Ia juga menambahkan bahwa integrasi antar sektor menjadi kunci utama dalam penyelesaian berbagai problematika di tingkat daerah.

"Kita tidak bisa menyelesaikan persoalan daerah secara sepotong-sepotong. Harus bersama-sama, saling mendukung, dan bergerak serentak," jelas Ahmad Luthfi, Gubernur Jawa Tengah.

Direktur Utama Bank Jateng, Bambang Widiyatmoko, mengungkapkan adanya tren penurunan angka dan persentase TKD yang telah berlangsung sejak tahun 2020 hingga tahun 2026 ini.

"BPD harus mampu membantu pemerintah daerah menyiasati penurunan TKD, tanpa menghambat program prioritas pelayanan kepada masyarakat," tegas Bambang Widiyatmoko, Direktur Utama Bank Jateng.

Bambang juga mengusulkan adanya penguatan kerja sama antar-BPD melalui skema pembiayaan bersama atau sindikasi untuk mendanai proyek-proyek strategis di daerah.

"Jika kita bersatu, tidak ada satu pun proyek infrastruktur strategis daerah yang tidak bisa kita biayai bersama," tegas Bambang Widiyatmoko, Direktur Utama Bank Jateng.

Ia meyakini bahwa penguatan kolaborasi antar bank daerah akan memberikan dampak positif yang lebih luas bagi pembangunan pada skala nasional.

"Kolaborasi yang kuat akan membuat BPD semakin berkontribusi dalam pembangunan negeri," jelas Bambang Widiyatmoko, Direktur Utama Bank Jateng.

Ketua Umum Asbanda, Agus H. Widodo, menyoroti pentingnya perubahan fungsi BPD yang selama ini masih bersifat administratif agar segera beralih menjadi penggerak ekonomi utama.

"BPD tidak boleh lagi hanya menjadi tempat parkir dana pemerintah daerah.

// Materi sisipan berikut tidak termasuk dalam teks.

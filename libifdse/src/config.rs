// libifdse-rs/libifdse/src/config.rs

//! Reader configuration strings.
//!
//! A device is described as `"i2c:<spec>[@gpio:<spec>]"`, the format the
//! PC/SC reader.conf hands to the driver:
//!
//! - `i2c:kernel:<device-path>:<slave-addr>` — I2C character device and
//!   7-bit slave address (decimal or `0x` hex)
//! - `gpio:kernel:<chip-index>:[n]<line-offset>` — GPIO character device
//!   line; a leading `n` marks the line active-low
//! - `gpio:sysfs:[n]<gpio-number>` — legacy sysfs GPIO

use crate::{Error, Result};

/// Parsed reader configuration: one I2C slave, optionally one reset line.
#[derive(Debug, Clone, PartialEq, Eq)]
pub struct DeviceConfig {
    pub i2c: I2cConfig,
    pub gpio: Option<GpioConfig>,
}

/// I2C backend selection.
#[derive(Debug, Clone, PartialEq, Eq)]
pub enum I2cConfig {
    Kernel { path: String, addr: u16 },
}

/// GPIO backend selection.
#[derive(Debug, Clone, PartialEq, Eq)]
pub enum GpioConfig {
    Kernel {
        chip: u32,
        line: u32,
        active_low: bool,
    },
    Sysfs {
        num: u32,
        active_low: bool,
    },
}

impl DeviceConfig {
    pub fn parse(config: &str) -> Result<Self> {
        let mut i2c = None;
        let mut gpio = None;

        for token in config.split('@') {
            if let Some(spec) = token.strip_prefix("i2c:") {
                i2c = Some(I2cConfig::parse(spec)?);
            } else if let Some(spec) = token.strip_prefix("gpio:") {
                gpio = Some(GpioConfig::parse(spec)?);
            } else {
                return Err(Error::Config(format!(
                    "invalid token in config string: '{}'",
                    token
                )));
            }
        }

        let i2c = i2c.ok_or_else(|| Error::Config("missing i2c device".into()))?;
        Ok(Self { i2c, gpio })
    }
}

impl I2cConfig {
    fn parse(spec: &str) -> Result<Self> {
        let Some(args) = spec.strip_prefix("kernel:") else {
            return Err(Error::Config(format!("unknown i2c provider: '{}'", spec)));
        };

        let (path, addr) = args
            .split_once(':')
            .ok_or_else(|| Error::Config(format!("no i2c slave address in '{}'", args)))?;
        if path.is_empty() {
            return Err(Error::Config("empty i2c device path".into()));
        }

        let addr = parse_number(addr)
            .ok_or_else(|| Error::Config(format!("invalid i2c address '{}'", addr)))?;
        // 7-bit addressing
        let addr = u16::try_from(addr)
            .ok()
            .filter(|&a| a <= 0x7F)
            .ok_or_else(|| Error::Config(format!("i2c address out of range: {:#x}", addr)))?;

        Ok(Self::Kernel {
            path: path.to_string(),
            addr,
        })
    }
}

impl GpioConfig {
    fn parse(spec: &str) -> Result<Self> {
        if let Some(args) = spec.strip_prefix("kernel:") {
            let (chip, line) = args
                .split_once(':')
                .ok_or_else(|| Error::Config(format!("no gpio line in '{}'", args)))?;
            let chip = parse_number(chip)
                .ok_or_else(|| Error::Config(format!("invalid gpiochip '{}'", chip)))?;
            let (active_low, line) = split_active_low(line);
            let line = parse_number(line)
                .ok_or_else(|| Error::Config(format!("invalid gpio line '{}'", line)))?;
            return Ok(Self::Kernel {
                chip,
                line,
                active_low,
            });
        }

        if let Some(args) = spec.strip_prefix("sysfs:") {
            let (active_low, num) = split_active_low(args);
            let num = parse_number(num)
                .ok_or_else(|| Error::Config(format!("invalid gpio number '{}'", num)))?;
            return Ok(Self::Sysfs { num, active_low });
        }

        Err(Error::Config(format!("unknown gpio provider: '{}'", spec)))
    }
}

/// An optional leading `n` marks the line active-low.
fn split_active_low(s: &str) -> (bool, &str) {
    match s.strip_prefix('n') {
        Some(rest) => (true, rest),
        None => (false, s),
    }
}

fn parse_number(s: &str) -> Option<u32> {
    if let Some(hex) = s.strip_prefix("0x").or_else(|| s.strip_prefix("0X")) {
        u32::from_str_radix(hex, 16).ok()
    } else {
        s.parse().ok()
    }
}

BPD harus naik kelas," tegas Agus H. Widodo, Ketua Umum Asbanda.

Menurut Agus, BPD perlu meningkatkan kelasnya dengan berperan sebagai pengelola aliran dana serta penjaga likuiditas yang aktif dalam sistem intermediasi keuangan daerah.

"Apakah pembangunan daerah akan terus bergantung pada kapasitas fiskal semata, atau kita mulai membangun kekuatan baru melalui intermediasi keuangan yang lebih aktif?" ujar Agus H. Widodo, Ketua Umum Asbanda.

Ia menekankan perlunya inovasi dalam pembiayaan sektor publik melalui pendekatan yang lebih presisi dan berbasis risiko sesuai dengan karakter ekonomi lokal masing-masing wilayah.

"Kami tidak meminta pelonggaran, tetapi pendekatan yang lebih presisi berbasis risiko dalam pembiayaan sektor publik daerah," jelas Agus H. Widodo, Ketua Umum Asbanda.

Agus menutup dengan menyatakan bahwa ketangguhan ekonomi daerah di masa depan akan sangat bergantung pada kemampuan BPD dalam mengorkestrasi aliran dana di luar ketergantungan pada APBD.

"Masa depan ekonomi daerah tidak hanya ditentukan oleh APBD, tetapi oleh seberapa kuat BPD mampu mengorkestrasi aliran dana dan menggerakkan ekonomi di daerahnya," ujar Agus H. Widodo, Ketua Umum Asbanda.